### EXERCISE
Lines with the word "device": copy all of them from the entries below.

### INPUT RECORDS
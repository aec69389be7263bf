mod convolution;
mod residual;

pub use convolution::*;
pub use residual::*;
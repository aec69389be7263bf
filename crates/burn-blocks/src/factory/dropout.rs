use burn::module::Module;
use burn::nn::DropoutConfig;
use burn::tensor::backend::Backend;
use burn::tensor::{Distribution, Tensor};

use super::{check_dimensions, ArgReader, LayerArgs, LayerKind};
use crate::FactoryError;

/// Registered dropout kinds.
#[derive(Debug, Clone, Copy, PartialEq, Eq, Hash)]
pub enum DropoutKind {
    /// Standard dropout, the default for a bare dropout ratio.
    Dropout,
}

impl LayerKind for DropoutKind {
    const CATEGORY: &'static str = "dropout";
    const REGISTRY: &'static [(&'static str, Self)] = &[("dropout", Self::Dropout)];
}

impl core::str::FromStr for DropoutKind {
    type Err = FactoryError;

    fn from_str(name: &str) -> Result<Self, Self::Err> {
        Self::lookup(name)
    }
}

impl DropoutKind {
    /// Resolve the concrete dropout for inputs with `dimensions` spatial axes.
    ///
    /// One dimensional inputs drop single elements, two and three dimensional inputs drop
    /// whole feature maps.
    pub fn resolve(self, dimensions: usize) -> Result<DropoutType, FactoryError> {
        check_dimensions(Self::CATEGORY, dimensions)?;

        let dropout_type = match dimensions {
            1 => DropoutType::Dropout,
            2 => DropoutType::Dropout2d,
            _ => DropoutType::Dropout3d,
        };

        Ok(dropout_type)
    }
}

/// Concrete dropout layers.
#[derive(Debug, Clone, Copy, PartialEq, Eq, Hash)]
pub enum DropoutType {
    /// Element-wise dropout.
    Dropout,
    /// Channel-wise dropout over 2D feature maps.
    Dropout2d,
    /// Channel-wise dropout over 3D feature maps.
    Dropout3d,
}

impl DropoutType {
    /// Whether whole channels are dropped.
    pub fn is_channel_wise(&self) -> bool {
        !matches!(self, Self::Dropout)
    }

    /// Initialize the dropout layer.
    ///
    /// Accepted arguments: `p` (`0.5`), the drop probability in `[0, 1)`.
    pub fn init(self, args: &LayerArgs) -> Result<DropoutLayer, FactoryError> {
        let args = ArgReader::new("dropout", args, &["p"])?;
        let prob = args.f64("p", 0.5)?;

        if !(0.0..1.0).contains(&prob) {
            return Err(args.invalid("p", "a probability in [0, 1)"));
        }

        log::debug!("Initializing {self:?} with probability {prob}");

        Ok(DropoutLayer {
            prob,
            channel_wise: self.is_channel_wise(),
        })
    }
}

/// Randomly zeroes elements, or whole channels, of the input tensor during training.
///
/// Kept values are scaled by `1 / (1 - prob)`. Like [`Dropout`](burn::nn::Dropout), the
/// layer is the identity when the backend doesn't track gradients.
///
/// Should be created with [`DropoutType::init`].
#[derive(Module, Clone, Debug)]
pub struct DropoutLayer {
    /// The probability of zeroing an element, or a channel.
    pub prob: f64,
    /// Whether whole channels are zeroed together.
    pub channel_wise: bool,
}

impl DropoutLayer {
    /// Applies the forward pass on the input tensor.
    ///
    /// # Shapes
    ///
    /// - input: `[batch_size, channels, ...]`
    /// - output: `[batch_size, channels, ...]`
    pub fn forward<B: Backend, const D: usize>(&self, input: Tensor<B, D>) -> Tensor<B, D> {
        if !self.channel_wise {
            return DropoutConfig::new(self.prob).init().forward(input);
        }

        if !B::ad_enabled() || self.prob == 0.0 {
            return input;
        }

        let dims = input.dims();
        let mut shape = [1; D];
        shape[0] = dims[0];
        shape[1] = dims[1];

        let keep = Tensor::<B, D>::random(
            shape,
            Distribution::Bernoulli(1.0 - self.prob),
            &input.device(),
        );

        input.mul(keep).div_scalar(1.0 - self.prob)
    }
}

#[cfg(test)]
mod tests {
    use super::*;
    use crate::factory::LayerSpec;
    use crate::{TestAutodiffBackend, TestBackend};

    #[test]
    fn resolve_matches_dimensions() {
        assert_eq!(DropoutKind::Dropout.resolve(1), Ok(DropoutType::Dropout));
        assert_eq!(DropoutKind::Dropout.resolve(2), Ok(DropoutType::Dropout2d));
        assert_eq!(DropoutKind::Dropout.resolve(3), Ok(DropoutType::Dropout3d));
        assert!(DropoutKind::Dropout.resolve(4).is_err());
    }

    #[test]
    fn probability_must_be_below_one() {
        let spec = LayerSpec::from("dropout").with_arg("p", 1.0);

        assert!(matches!(
            DropoutType::Dropout.init(&spec.args),
            Err(FactoryError::InvalidArgument { key: "p", .. })
        ));
    }

    #[test]
    fn without_ad_backend_should_not_change_input() {
        let device = Default::default();
        let tensor = Tensor::<TestBackend, 4>::ones([2, 8, 4, 4], &device);
        let dropout = DropoutType::Dropout2d.init(&LayerArgs::new()).unwrap();

        let output = dropout.forward(tensor.clone());

        output.to_data().assert_eq(&tensor.to_data(), true);
    }

    #[test]
    fn channel_wise_dropout_zeroes_whole_channels() {
        let device = Default::default();
        let tensor = Tensor::<TestAutodiffBackend, 4>::ones([2, 16, 3, 3], &device);
        let dropout = DropoutType::Dropout2d.init(&LayerArgs::new()).unwrap();

        let output = dropout.forward(tensor).into_data().to_vec::<f32>().unwrap();

        for channel in output.chunks(9) {
            let first = channel[0];
            assert!(first == 0.0 || first == 2.0, "unexpected value {first}");
            assert!(channel.iter().all(|value| *value == first));
        }
    }
}
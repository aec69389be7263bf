use crate::{PaddingError, Spatial};

/// Calculate the symmetric padding preserving the spatial size of a stride-1 convolution.
///
/// Returns `(kernel_size - 1) / 2 * dilation` for each of the `dimensions` axes. A scalar
/// argument is applied to every axis.
///
/// # Errors
///
/// * [`PaddingError::EvenKernel`] when any kernel size is even, since the padding would have
///   to be asymmetric.
/// * [`PaddingError::NonPositive`] when any kernel size or dilation is zero.
/// * [`PaddingError::AxisCount`] when a per-axis argument doesn't match `dimensions`.
pub fn same_padding(
    kernel_size: &Spatial,
    dilation: &Spatial,
    dimensions: usize,
) -> Result<Vec<usize>, PaddingError> {
    let kernel_size = per_axis("kernel_size", kernel_size, dimensions)?;
    let dilation = per_axis("dilation", dilation, dimensions)?;

    if kernel_size.iter().any(|k| k % 2 == 0) {
        return Err(PaddingError::EvenKernel {
            kernel_size,
            dilation,
        });
    }

    let padding = kernel_size
        .iter()
        .zip(dilation.iter())
        .map(|(kernel_size, dilation)| (kernel_size - 1) / 2 * dilation)
        .collect::<Vec<_>>();

    log::trace!(
        "Same padding {padding:?} for kernel_size={kernel_size:?} and dilation={dilation:?}"
    );

    Ok(padding)
}

/// Output padding of a transposed convolution, `stride - 1` on each axis.
///
/// With "same" padding, this makes a transposed convolution produce exactly
/// `input_size * stride` elements per axis, the inverse of the strided convolution.
pub fn stride_minus_one(strides: &[usize]) -> Vec<usize> {
    strides
        .iter()
        .map(|stride| stride.saturating_sub(1))
        .collect()
}

fn per_axis(
    argument: &'static str,
    values: &Spatial,
    dimensions: usize,
) -> Result<Vec<usize>, PaddingError> {
    let values = values
        .expand(dimensions)
        .ok_or_else(|| PaddingError::AxisCount {
            argument,
            expected: dimensions,
            actual: values.len(),
        })?;

    if values.contains(&0) {
        return Err(PaddingError::NonPositive { argument, values });
    }

    Ok(values)
}
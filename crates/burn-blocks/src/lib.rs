#![warn(missing_docs)]

//! Parametrized convolution building blocks for Burn.
//!
//! Two modules are provided, both independent of the number of spatial dimensions:
//!
//! * [`Convolution`]: a convolution (or transposed convolution) followed by optional
//!   normalization, dropout and activation layers.
//! * [`ResidualUnit`]: a stack of [`Convolution`] blocks with an additive skip connection.
//!
//! Normalization, activation and dropout layers are described symbolically with
//! [`LayerSpec`](factory::LayerSpec) and resolved through the [factory](factory) tables.

/// Convolution and residual blocks.
pub mod blocks;

/// Symbolic layer descriptions and their resolution into concrete layers.
pub mod factory;

/// "Same" padding calculation.
pub mod padding;

mod error;
mod spatial;

pub use blocks::*;
pub use error::*;
pub use spatial::*;

/// Backend for test cases
#[cfg(test)]
pub type TestBackend = burn::backend::NdArray<f32>;

/// Backend for autodiff test cases
#[cfg(test)]
pub type TestAutodiffBackend = burn::backend::Autodiff<TestBackend>;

### ANSWER FOR THE TASK
            &input.device(),
        let device = Default::default();
        let tensor = Tensor::<TestBackend, 4>::ones([2, 8, 4, 4], &device);
        let device = Default::default();
        let tensor = Tensor::<TestAutodiffBackend, 4>::ones([2, 16, 3, 3], &device);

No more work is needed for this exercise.